Burks and his conspirators represented that victim-investors in ZeekRewards could participate in the Retail Profit Pool (RPP), which supposedly allowed victims collectively to share 50 percent of Zeek’s daily net profits. Burks and his conspirators did not keep books and records needed to calculate such daily figures. Instead, Burks simply made up the daily “profit” numbers. Contrary to the conspirators’ claims, the true revenue from the scheme did not come from the penny auction’s “massive profits.” Instead, approximately 98 percent of all incoming funds came from victim-investors, which were then used to make Ponzi-style payments to earlier victim investors.
In addition to promising massive returns on investments, Burks and his conspirators used a number of ways to promote Zeek to current and potential investors. For example, the conspirators hosted weekly conference calls and leadership calls, where participants could call in listen to Burks and others make false representations intended to encourage victim-investors to continue to invest money and to recruit others to invest in Zeek. Burks also organized and attended “red carpet events,” where victim investors came to hear details of the scheme in person. During these events, Burks and his conspirators made false representations about the massive retail profits generated by Zeek. They also used electronic and print media, including websites, emails and journals, to make false and misleading statements about the success of Zeekler to recruit victim investors.

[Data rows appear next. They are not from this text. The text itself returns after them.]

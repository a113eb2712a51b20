//! Anthropic OAuth token lifecycle.
//!
//! Access tokens are stored encrypted and served from a short-lived in-memory
//! cache. When a token is within the expiry skew, callers funnel through a
//! per-user single-flight refresh: the first arrival POSTs the token
//! endpoint, every concurrent caller for the same user shares that one
//! outcome. A background task sweeps all connected users on a long interval;
//! refresh-on-demand alone is also correct.

use base64::Engine;
use base64::engine::general_purpose::URL_SAFE_NO_PAD;
use chrono::Utc;
use rand::Rng;
use serde::{Deserialize, Serialize};
use sha2::{Digest, Sha256};
use std::collections::HashMap;
use std::sync::Arc;
use std::time::{Instant, SystemTime, UNIX_EPOCH};
use tokio::sync::{Mutex, RwLock, watch};
use tracing::warn;

use crate::constants::{
    ANTHROPIC_TOKEN_URL, OAUTH_CACHE_TTL_SECS, OAUTH_CLIENT_ID, OAUTH_EXPIRY_SKEW_SECS,
    OAUTH_REFRESH_INTERVAL_SECS, OAUTH_STATE_TTL_SECS,
};
use crate::crypto::Crypto;
use crate::error::GatewayError;
use crate::store::{OAuthTokenRecord, StoreClient};

#[derive(Debug, Deserialize)]
struct TokenResponse {
    access_token: String,
    #[serde(default)]
    refresh_token: Option<String>,
    #[serde(default)]
    expires_in: Option<u64>,
}

#[derive(Clone)]
struct CachedAccess {
    token: String,
    /// Epoch milliseconds; `None` when the upstream never told us.
    expires_at: Option<u64>,
    cached_at: Instant,
}

impl CachedAccess {
    fn usable(&self) -> bool {
        self.cached_at.elapsed().as_secs() < OAUTH_CACHE_TTL_SECS && !near_expiry(self.expires_at)
    }
}

fn now_millis() -> u64 {
    SystemTime::now()
        .duration_since(UNIX_EPOCH)
        .unwrap_or_default()
        .as_millis() as u64
}

fn near_expiry(expires_at: Option<u64>) -> bool {
    expires_at.is_some_and(|e| now_millis() + OAUTH_EXPIRY_SKEW_SECS * 1000 >= e)
}

type SharedOutcome = Option<Result<String, String>>;

pub struct OAuthManager {
    store: Arc<StoreClient>,
    crypto: Arc<Crypto>,
    http: reqwest::Client,
    cache: RwLock<HashMap<String, CachedAccess>>,
    /// userId → receiver for the in-flight refresh. Check-then-insert is
    /// guarded by the map lock; the refresh itself runs outside it.
    in_flight: Mutex<HashMap<String, watch::Receiver<SharedOutcome>>>,
}

impl OAuthManager {
    pub fn new(store: Arc<StoreClient>, crypto: Arc<Crypto>, http: reqwest::Client) -> Self {
        Self {
            store,
            crypto,
            http,
            cache: RwLock::new(HashMap::new()),
            in_flight: Mutex::new(HashMap::new()),
        }
    }

    pub async fn is_configured(&self, user_id: &str) -> bool {
        matches!(self.store.get_oauth_tokens(user_id).await, Ok(Some(_)))
    }

    /// Current access token for a user, refreshing through the single-flight
    /// path when it is close to expiry.
    pub async fn get_access_token(&self, user_id: &str) -> Result<String, GatewayError> {
        if let Some(cached) = self.cache.read().await.get(user_id)
            && cached.usable()
        {
            return Ok(cached.token.clone());
        }

        let record = self
            .store
            .get_oauth_tokens(user_id)
            .await?
            .ok_or_else(|| {
                GatewayError::Unauthorized("Anthropic account is not connected".into())
            })?;

        if !near_expiry(record.expires_at) {
            let access = self
                .crypto
                .decrypt(&record.encrypted_access_token, &record.access_token_iv)?;
            self.cache.write().await.insert(
                user_id.to_string(),
                CachedAccess {
                    token: access.clone(),
                    expires_at: record.expires_at,
                    cached_at: Instant::now(),
                },
            );
            return Ok(access);
        }

        self.refresh_single_flight(user_id, &record).await
    }

    async fn refresh_single_flight(
        &self,
        user_id: &str,
        record: &OAuthTokenRecord,
    ) -> Result<String, GatewayError> {
        let tx = {
            let mut in_flight = self.in_flight.lock().await;
            if let Some(rx) = in_flight.get(user_id) {
                let rx = rx.clone();
                drop(in_flight);
                return Self::await_shared(rx).await;
            }
            let (tx, rx) = watch::channel(None);
            in_flight.insert(user_id.to_string(), rx);
            tx
        };

        let outcome = self.refresh(user_id, record).await;

        let shared = match &outcome {
            Ok(token) => Ok(token.clone()),
            Err(e) => Err(e.to_string()),
        };
        let _ = tx.send(Some(shared));
        self.in_flight.lock().await.remove(user_id);

        outcome
    }

    async fn await_shared(
        mut rx: watch::Receiver<SharedOutcome>,
    ) -> Result<String, GatewayError> {
        loop {
            if let Some(outcome) = rx.borrow_and_update().clone() {
                return outcome.map_err(GatewayError::Unauthorized);
            }
            if rx.changed().await.is_err() {
                return Err(GatewayError::provider("Token refresh was aborted"));
            }
        }
    }

    async fn refresh(
        &self,
        user_id: &str,
        record: &OAuthTokenRecord,
    ) -> Result<String, GatewayError> {
        let refresh_token = self
            .crypto
            .decrypt(&record.encrypted_refresh_token, &record.refresh_token_iv)?;

        let body = serde_json::json!({
            "grant_type": "refresh_token",
            "refresh_token": refresh_token,
            "client_id": OAUTH_CLIENT_ID,
        });

        let response = self
            .http
            .post(ANTHROPIC_TOKEN_URL)
            .header("Content-Type", "application/json")
            .json(&body)
            .send()
            .await
            .map_err(|e| GatewayError::provider(format!("Failed to reach token endpoint: {e}")))?;

        if !response.status().is_success() {
            let status = response.status();
            let text = response.text().await.unwrap_or_default();
            return Err(GatewayError::Unauthorized(format!(
                "Token refresh failed ({status}): {text}"
            )));
        }

        let token: TokenResponse = response.json().await.map_err(|e| {
            GatewayError::provider(format!("Failed to parse token response: {e}"))
        })?;

        let new_refresh = token.refresh_token.unwrap_or(refresh_token);
        self.store_tokens(user_id, &token.access_token, &new_refresh, token.expires_in)
            .await?;

        Ok(token.access_token)
    }

    /// Encrypt and persist a token pair, updating the in-memory cache.
    pub async fn store_tokens(
        &self,
        user_id: &str,
        access: &str,
        refresh: &str,
        expires_in: Option<u64>,
    ) -> Result<(), GatewayError> {
        let sealed_access = self.crypto.encrypt(access)?;
        let sealed_refresh = self.crypto.encrypt(refresh)?;
        let expires_at = expires_in.map(|secs| now_millis() + secs * 1000);
        let now = Utc::now();

        self.store
            .upsert_oauth_tokens(&OAuthTokenRecord {
                user_id: user_id.to_string(),
                encrypted_access_token: sealed_access.blob,
                access_token_iv: sealed_access.iv,
                encrypted_refresh_token: sealed_refresh.blob,
                refresh_token_iv: sealed_refresh.iv,
                expires_at,
                created_at: now,
                updated_at: now,
            })
            .await?;

        self.cache.write().await.insert(
            user_id.to_string(),
            CachedAccess {
                token: access.to_string(),
                expires_at,
                cached_at: Instant::now(),
            },
        );

        Ok(())
    }

    /// Exchange an authorization code (PKCE) and persist the token pair.
    pub async fn exchange_code(
        &self,
        user_id: &str,
        code: &str,
        verifier: &str,
        redirect_uri: &str,
    ) -> Result<(), GatewayError> {
        // The pasted code may arrive as "code#state"
        let (code, state) = code.split_once('#').unwrap_or((code, ""));

        let body = serde_json::json!({
            "grant_type": "authorization_code",
            "code": code,
            "state": state,
            "client_id": OAUTH_CLIENT_ID,
            "redirect_uri": redirect_uri,
            "code_verifier": verifier,
        });

        let response = self
            .http
            .post(ANTHROPIC_TOKEN_URL)
            .header("Content-Type", "application/json")
            .json(&body)
            .send()
            .await
            .map_err(|e| GatewayError::provider(format!("Failed to reach token endpoint: {e}")))?;

        if !response.status().is_success() {
            let status = response.status();
            let text = response.text().await.unwrap_or_default();
            return Err(GatewayError::InvalidRequest(format!(
                "Token exchange failed ({status}): {text}"
            )));
        }

        let token: TokenResponse = response.json().await.map_err(|e| {
            GatewayError::provider(format!("Failed to parse token response: {e}"))
        })?;

        self.store_tokens(
            user_id,
            &token.access_token,
            token.refresh_token.as_deref().unwrap_or_default(),
            token.expires_in,
        )
        .await
    }

    /// Disconnect: remove stored tokens and drop the cache entry.
    pub async fn clear(&self, user_id: &str) -> Result<(), GatewayError> {
        self.store.delete_oauth_tokens(user_id).await?;
        self.cache.write().await.remove(user_id);
        Ok(())
    }

    /// Run the refresh path for every connected user, swallowing per-user
    /// errors.
    pub async fn refresh_all(&self) {
        let records = match self.store.list_all_oauth_tokens().await {
            Ok(records) => records,
            Err(e) => {
                warn!("Background refresh could not list OAuth users: {e}");
                return;
            }
        };

        for record in records {
            if let Err(e) = self.get_access_token(&record.user_id).await {
                warn!("Background refresh failed for user {}: {e}", record.user_id);
            }
        }
    }
}

/// Periodic background refresh task. Detached for the process lifetime.
pub fn spawn_background_refresh(manager: Arc<OAuthManager>) {
    tokio::spawn(async move {
        let mut interval = tokio::time::interval(std::time::Duration::from_secs(
            OAUTH_REFRESH_INTERVAL_SECS,
        ));
        interval.tick().await;
        loop {
            interval.tick().await;
            manager.refresh_all().await;
        }
    });
}

// ============================================================================
// PKCE pieces
// ============================================================================

/// 32 random bytes, base64url without padding.
pub fn generate_verifier() -> String {
    let mut rng = rand::rng();
    let mut bytes = [0u8; 32];
    rng.fill(&mut bytes);
    URL_SAFE_NO_PAD.encode(bytes)
}

/// base64url(SHA-256(verifier)).
pub fn challenge_for(verifier: &str) -> String {
    let mut hasher = Sha256::new();
    hasher.update(verifier.as_bytes());
    URL_SAFE_NO_PAD.encode(hasher.finalize())
}

/// 16 random bytes, hex.
pub fn generate_state() -> String {
    let mut rng = rand::rng();
    let bytes: [u8; 16] = rng.random();
    bytes.iter().map(|b| format!("{:02x}", b)).collect()
}

/// Parked authorization state, sealed into a cookie between the redirect and
/// the callback. AEAD-sealing makes the cookie both confidential and signed.
#[derive(Debug, Serialize, Deserialize)]
#[serde(rename_all = "camelCase")]
pub struct AuthState {
    pub verifier: String,
    pub state: String,
    pub user_id: String,
    pub redirect_uri: String,
    /// Epoch seconds after which the callback must reject the cookie.
    pub expires_at: u64,
}

impl AuthState {
    pub fn new(verifier: String, state: String, user_id: String, redirect_uri: String) -> Self {
        Self {
            verifier,
            state,
            user_id,
            redirect_uri,
            expires_at: now_millis() / 1000 + OAUTH_STATE_TTL_SECS,
        }
    }

    pub fn seal(&self, crypto: &Crypto) -> Result<String, GatewayError> {
        let payload = serde_json::to_string(self)
            .map_err(|e| GatewayError::provider(format!("Failed to seal OAuth state: {e}")))?;
        let sealed = crypto.encrypt(&payload)?;
        Ok(format!("{}.{}", sealed.iv, sealed.blob))
    }

    pub fn open(cookie: &str, crypto: &Crypto) -> Result<Self, GatewayError> {
        let (iv, blob) = cookie
            .split_once('.')
            .ok_or_else(|| GatewayError::InvalidRequest("Malformed OAuth state cookie".into()))?;
        let payload = crypto
            .decrypt(blob, iv)
            .map_err(|_| GatewayError::InvalidRequest("Invalid OAuth state cookie".into()))?;
        let state: AuthState = serde_json::from_str(&payload)
            .map_err(|_| GatewayError::InvalidRequest("Invalid OAuth state cookie".into()))?;
        if now_millis() / 1000 > state.expires_at {
            return Err(GatewayError::InvalidRequest("OAuth state expired".into()));
        }
        Ok(state)
    }
}
//! Provider adapters.
//!
//! Every upstream implements the same contract: translate the canonical
//! request into its own dialect, call the upstream, and hand back either a
//! canonical response or a stream of ready-framed canonical SSE lines.
//! Adapters never mutate the canonical request and surface fatal upstream
//! errors through the uniform taxonomy.

pub mod claude_agent;
pub mod gemini;
pub mod openrouter;
pub mod router;
pub mod vertex;

use std::pin::Pin;

use async_trait::async_trait;
use bytes::Bytes;
use futures_util::Stream;

use crate::auth::Credential;
use crate::error::GatewayError;
use crate::openai::{ChatRequest, ChatResponse, ModelEntry};
use crate::store::ProviderType;

/// Ready-framed SSE lines (`data: <json>\n\n`, `: comment\n\n`), terminated
/// by `data: [DONE]\n\n` unless cancelled.
pub type SseStream = Pin<Box<dyn Stream<Item = Result<Bytes, std::io::Error>> + Send>>;

#[async_trait]
pub trait Provider: Send + Sync {
    fn name(&self) -> ProviderType;

    async fn complete(
        &self,
        request: &ChatRequest,
        credential: &Credential,
    ) -> Result<ChatResponse, GatewayError>;

    async fn stream(
        &self,
        request: &ChatRequest,
        credential: &Credential,
    ) -> Result<SseStream, GatewayError>;

    async fn list_models(&self, credential: &Credential)
    -> Result<Vec<ModelEntry>, GatewayError>;
}

pub struct ProviderRegistry {
    anthropic: claude_agent::ClaudeAgentProvider,
    gemini: gemini::GeminiProvider,
    vertex: vertex::VertexProvider,
    openrouter: openrouter::OpenRouterProvider,
}

impl ProviderRegistry {
    pub fn new(http: reqwest::Client) -> Self {
        Self {
            anthropic: claude_agent::ClaudeAgentProvider::new(http.clone()),
            gemini: gemini::GeminiProvider::new(http.clone()),
            vertex: vertex::VertexProvider::new(http.clone()),
            openrouter: openrouter::OpenRouterProvider::new(http),
        }
    }

    pub fn get(&self, provider: ProviderType) -> &dyn Provider {
        match provider {
            ProviderType::AnthropicAgent => &self.anthropic,
            ProviderType::Gemini => &self.gemini,
            ProviderType::VertexAi => &self.vertex,
            ProviderType::OpenRouter => &self.openrouter,
        }
    }
}
pub mod credentials;
pub mod keys;
pub mod oauth;
pub mod rate_limit;

pub use credentials::{Credential, CredentialResolver};
pub use keys::{GeneratedKey, KeyResolver, ResolvedKey, generate_key};
pub use oauth::OAuthManager;
pub use rate_limit::RateLimiter;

As the Ponzi scheme grew in size and scope it became unsustainable and it eventually began to unravel as the outstanding liability resulting from the bogus 125 percent return on investment continued to rise beyond control. By August 2012, Burks and his conspirators fraudulently represented to the collective victims that their investments were worth nearly $3 billion, but had no accurate books and records to even determine how much cash on hand was available to pay such liability. Contrary to representations made to victim investors, at that time, Burks and his conspirators had only $340 million available to pay out investors. Over the course of the scheme, Burks diverted approximately $10.1 million to himself.
Burks also failed to file corporate tax returns or to make corporate tax payments for his companies, among other things. In addition, for tax year 2011, Burks issued fraudulent IRS Forms 1099s, causing victim-investors to file inaccurate tax returns for phantom income they never actually received.
Burks will remain free on bond. A sentencing date has not been set yet. The wire and mail fraud conspiracy charge, the mail fraud charge and wire fraud charge each carry a maximum prison term of 20 years and a $250,000 fine. The tax fraud conspiracy charge carries a maximum prison term of five years and a $250,000 fine.
Burks’ co-conspirators, Dawn Wright Olivares, Zeek’s chief operating officer, and her step-son and Zeek’s senior technology officer, Daniel C. Olivares, pleaded guilty in December 2013 to investment fraud conspiracy. Dawn Wright Olivares also pleaded guilty to tax fraud conspiracy. Both defendants currently await sentencing.
In making today’s announcement, U.S. Attorney Rose thanked the U.S. Secret Service and IRS-CI for investigating the case and the U.S. Securities & Exchange Commission, Division of Enforcement for its assistance with the investigation.
The prosecution is handled by Assistant United States Attorneys Jenny Grus Sugar and Corey Ellis of the U.S. Attorney’s Office in Charlotte.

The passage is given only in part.